Letícia ainda explica que é natural que uma sociedade que pensa em produzir, comparar e vencer o tempo todo tenha sintomas do cansaço escancarados entre seus indivíduos. As consequências dessa nova dinâmica são percebidas no íntimo das pessoas envolvidas. Confira mais das ideias da psicóloga sobre os desdobramentos desse fenômeno psicossocial na entrevista que ela concedeu para a Arco:
Arco: Com a eclosão da Covid-19, houve a migração da realidade de estudos, trabalho e relações para o mundo virtual. Como você avalia essa imersão no mundo digital causada pela pandemia da Covid-19?
Letícia: Por mais que a internet tenha possibilitado que as pessoas seguissem suas atividades e interagissem umas com as outras, essa imersão profunda no mundo digital gerou consequências irreversíveis para a sociedade. Estar o tempo todo conectado com o mundo digital provocou um cansaço excessivo e, com isso, uma série de distúrbios de saúde, como sedentarismo, miopia, transtorno de desvio de atenção, depressão, dismorfia corporal e ansiedade.
Além disso, esse contato constante com as redes sociais promove cada vez mais a “sociedade do igual” que tenta se homogeneizar, seja pela comparação nas mídias seja pela tentativa (bem sucedida) capitalista de vender sempre os mesmos produtos.
Arco: Pensando no conceito de “Sociedade de Desempenho” de Han, quais efeitos psicológicos são gerados pela cobrança por uma produtividade constante, mesmo em tempos caóticos?
Letícia: A “Sociedade de Desempenho” conceitua um meio social que cobra constantemente por produtividade e resultado dos seus indivíduos. Além disso, as pessoas se colocam em uma posição de autoexploração, permeada de medo, pressão e angústia.
A autoexploração é um fenômeno que ocorre em decorrência do hiperconsumo, que é uma busca incessante por multiplicar bens e nunca se satisfazer com aquilo que se adquire.
Arco: É possível delimitar fronteiras quando o ambiente de trabalho migra para casa? Como fazê-lo?
Letícia: Quando o ambiente de produção se funde com o ambiente de lazer, não há pausas ou limites e o indivíduo fica condicionado a produzir mais do que deveria. Algumas dicas para evitar essa fusão são: a delimitação de espaços, a definição de horários e o autoconhecimento.
Arco: O sonho da liberdade e da capacidade de fazer tudo é um estímulo psicológico ou consiste em uma estratégia capitalista para impulsionar o desempenho no trabalho?

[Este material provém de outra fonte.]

/*!
 * I2C port proxy.
 */
use std::sync::Arc;

use yoctoproxy_core::rebased_enum;
use yoctoproxy_core::types::{proxy_string, proxy_uint, Rebased};

use crate::error::Result;
use crate::function::{Cached, FunctionProxy, ProxyKind};
use crate::native::{NativeI2cPort, NativeLibrary};
use crate::port::MessagePort;
use crate::records::{wrap_records, I2cSnoopingRecord};

rebased_enum! {
    /// Voltage level of the I2C bus
    pub enum I2cVoltageLevel {
        /// Bus powered off
        Off,
        /// 3.3V
        V3_3,
        /// 1.8V
        V1_8,
    }
}

/// Proxy for an I2C bus master
#[derive(Debug)]
pub struct I2cPortProxy {
    base: FunctionProxy<dyn NativeI2cPort>,
    i2c_mode: Cached<String>,
    protocol: Cached<String>,
    i2c_voltage_level: Cached<I2cVoltageLevel>,
    job_max_task: Cached<i32>,
    job_max_size: Cached<i32>,
}

impl ProxyKind for I2cPortProxy {
    type Native = dyn NativeI2cPort;

    const CLASS_NAME: &'static str = "I2cPort";

    fn find_native(library: &dyn NativeLibrary, func: &str) -> Arc<Self::Native> {
        library.find_i2c_port(func)
    }

    fn first_native(library: &dyn NativeLibrary) -> Option<Arc<Self::Native>> {
        library.first_i2c_port()
    }

    fn next_native(native: &Self::Native) -> Option<Arc<Self::Native>> {
        native.next_i2c_port()
    }

    fn from_base(base: FunctionProxy<Self::Native>) -> Self {
        Self {
            base,
            i2c_mode: Cached::string(),
            protocol: Cached::string(),
            i2c_voltage_level: Cached::enumeration(),
            job_max_task: Cached::uint(),
            job_max_size: Cached::uint(),
        }
    }

    fn base(&self) -> &FunctionProxy<Self::Native> {
        &self.base
    }

    fn function_arrival(&self) {
        if let Ok(n) = self.base.native() {
            self.job_max_task.store(proxy_uint(n.job_max_task()));
            self.job_max_size.store(proxy_uint(n.job_max_size()));
        }
    }

    fn module_config_has_changed(&self) {
        if let Ok(n) = self.base.native() {
            self.i2c_mode.store(proxy_string(n.i2c_mode()));
            self.protocol.store(proxy_string(n.protocol()));
            self.i2c_voltage_level
                .store(I2cVoltageLevel::from_native(n.i2c_voltage_level()));
        }
    }
}

function_proxy_common!(I2cPortProxy);

impl MessagePort for I2cPortProxy {
    type Port = dyn NativeI2cPort;

    fn port(&self) -> &FunctionProxy<dyn NativeI2cPort> {
        &self.base
    }
}

impl I2cPortProxy {
    /// I2C mode, e.g. `400kbps,2000ms,NoRestart`
    pub fn i2c_mode(&self) -> Result<String> {
        self.base.get_string(|n| n.i2c_mode())
    }

    /// Change the I2C mode
    pub fn set_i2c_mode(&self, newval: &str) -> Result<i32> {
        self.base.set_string(newval, |n, v| n.set_i2c_mode(v))
    }

    /// I2C mode from the cache
    pub fn cached_i2c_mode(&self) -> String {
        self.base.read_cached(&self.i2c_mode)
    }

    /// Change the I2C mode when online and different from the cache
    pub fn set_cached_i2c_mode(&self, newval: &str) {
        self.base
            .write_cached(&self.i2c_mode, newval.to_string(), |n, v| n.set_i2c_mode(v));
    }

    /// Voltage level of the bus
    pub fn i2c_voltage_level(&self) -> Result<I2cVoltageLevel> {
        self.base.get_enum(|n| n.i2c_voltage_level())
    }

    /// Change the voltage level of the bus
    pub fn set_i2c_voltage_level(&self, newval: I2cVoltageLevel) -> Result<i32> {
        self.base.set_enum(newval, |n, v| n.set_i2c_voltage_level(v))
    }

    /// Voltage level from the cache
    pub fn cached_i2c_voltage_level(&self) -> I2cVoltageLevel {
        self.base.read_cached(&self.i2c_voltage_level)
    }

    /// Change the voltage level when online and different from the cache
    pub fn set_cached_i2c_voltage_level(&self, newval: I2cVoltageLevel) {
        self.base.write_cached(&self.i2c_voltage_level, newval, |n, v| {
            n.set_i2c_voltage_level(v.to_native())
        });
    }

    /// Protocol from the cache
    pub fn cached_protocol(&self) -> String {
        self.base.read_cached(&self.protocol)
    }

    /// Change the protocol when online and different from the cache
    pub fn set_cached_protocol(&self, newval: &str) {
        self.base
            .write_cached(&self.protocol, newval.to_string(), |n, v| n.set_protocol(v));
    }

    /// Maximum number of tasks in a job, from the cache
    pub fn cached_job_max_task(&self) -> i32 {
        self.base.read_cached(&self.job_max_task)
    }

    /// Maximum job file size, from the cache
    pub fn cached_job_max_size(&self) -> i32 {
        self.base.read_cached(&self.job_max_size)
    }

    /// Send a binary buffer to a slave
    pub fn i2c_send_bin(&self, slave_addr: i32, buff: &[u8]) -> Result<i32> {
        self.base.with_native(|n| n.i2c_send_bin(slave_addr, buff))
    }

    /// Send byte values to a slave
    pub fn i2c_send_array(&self, slave_addr: i32, values: &[i32]) -> Result<i32> {
        self.base.with_native(|n| n.i2c_send_array(slave_addr, values))
    }

    /// Send a buffer to a slave and read `rcv_count` bytes back
    pub fn i2c_send_and_receive_bin(&self, slave_addr: i32, buff: &[u8], rcv_count: i32) -> Result<Vec<u8>> {
        self.base
            .with_native(|n| n.i2c_send_and_receive_bin(slave_addr, buff, rcv_count))
    }

    /// Send byte values to a slave and read `rcv_count` bytes back
    pub fn i2c_send_and_receive_array(
        &self,
        slave_addr: i32,
        values: &[i32],
        rcv_count: i32,
    ) -> Result<Vec<i32>> {
        self.base
            .with_native(|n| n.i2c_send_and_receive_array(slave_addr, values, rcv_count))
    }

    /// Send a start condition followed by the slave address
    pub fn write_start(&self, slave_addr: i32) -> Result<i32> {
        self.base.with_native(|n| n.write_start(slave_addr))
    }

    /// Send a repeated start condition followed by the slave address
    pub fn write_restart(&self, slave_addr: i32) -> Result<i32> {
        self.base.with_native(|n| n.write_restart(slave_addr))
    }

    /// Send a stop condition
    pub fn write_stop(&self) -> Result<i32> {
        self.base.with_native(|n| n.write_stop())
    }

    /// Messages captured by the snooping buffer
    pub fn snoop_messages(&self, max_wait: i32) -> Result<Vec<I2cSnoopingRecord>> {
        self.base
            .with_native(|n| wrap_records(n.snoop_messages(max_wait)))
    }

    /// At most `max_msg` messages captured by the snooping buffer
    pub fn snoop_messages_ex(&self, max_wait: i32, max_msg: i32) -> Result<Vec<I2cSnoopingRecord>> {
        self.base
            .with_native(|n| wrap_records(n.snoop_messages_ex(max_wait, max_msg)))
    }
}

Letícia: A capacidade de fazer tudo é algo que pode, muitas vezes, tornar-se frustrante. A pessoa que tem consciência que é capaz de tudo e exige de si mesma o desempenho em uma série de tarefas acaba enraizando uma cobrança que a priva de lazer e descanso, atividades fundamentais para a saúde física e mental.
Essa autocobrança pode gerar consequências psicológicas graves e está severamente atrelada com o fundamento de uma sociedade capitalista. Na expressão “tempo é dinheiro”, observamos de forma clara essa exigência por produção e desempenho como condição para a existência de cidadão em uma sociedade que gira em torno do trabalho.
Arco: O que é o “burnout”?
Letícia: O “burnout” é uma palavra da língua inglesa que pode ser traduzida como “esgotamento”. O burnout ocorre como uma resposta do corpo para as multitarefas – ato de realizar múltiplas atividades ao mesmo tempo – que causa desgaste físico e psíquico.
Esses desgastes ocorrem com a enorme perda de energia do cérebro para romper conexões neuronais no revezamento constante de atividades. Para que o cérebro direcione o foco em uma tarefa, uma ligação é feita, e no momento em que a atenção é desviada por uma notificação do celular, por exemplo, essa conexão precisa ser quebrada e posteriormente, ser refeita.
Todo esse processo usa uma quantidade muito grande de energia e pode acarretar na perda de informações importantes entre uma conexão e outra. O burnout vem então, como um alerta, quase como se fosse o corpo dizendo “pare e descanse”.
Arco: E quais estratégias podem ser utilizadas para evitá-lo?
Letícia: Para que o corpo não precise atingir o estado de alerta, é essencial estabelecer horários de descanso, não exceder horas de trabalho, praticar atividade física, delimitar tempo de lazer e, acima de tudo, ser gentil consigo mesmo.
Arco: Você poderia citar sintomas psicológicos característicos da sociedade do cansaço?
Letícia: A sociedade do cansaço apresenta distúrbios que têm alguns sintomas fáceis de serem identificados: o cansaço excessivo, a ansiedade, as informações fragmentadas, a violência neuronal – excesso de positividade e produção que geram reações de rejeição no corpo-, os problemas de comunicação, a depressão e o burnout.
Arco: Quais consequências vemos em uma sociedade cansada?
Letícia: Uma sociedade cansada está constantemente mais propensa a adoecer e acometer -se a sintomas gerais do cansaço e do esgotamento mental.
Arco: A sociedade do cansaço está relacionada somente com o contexto digital?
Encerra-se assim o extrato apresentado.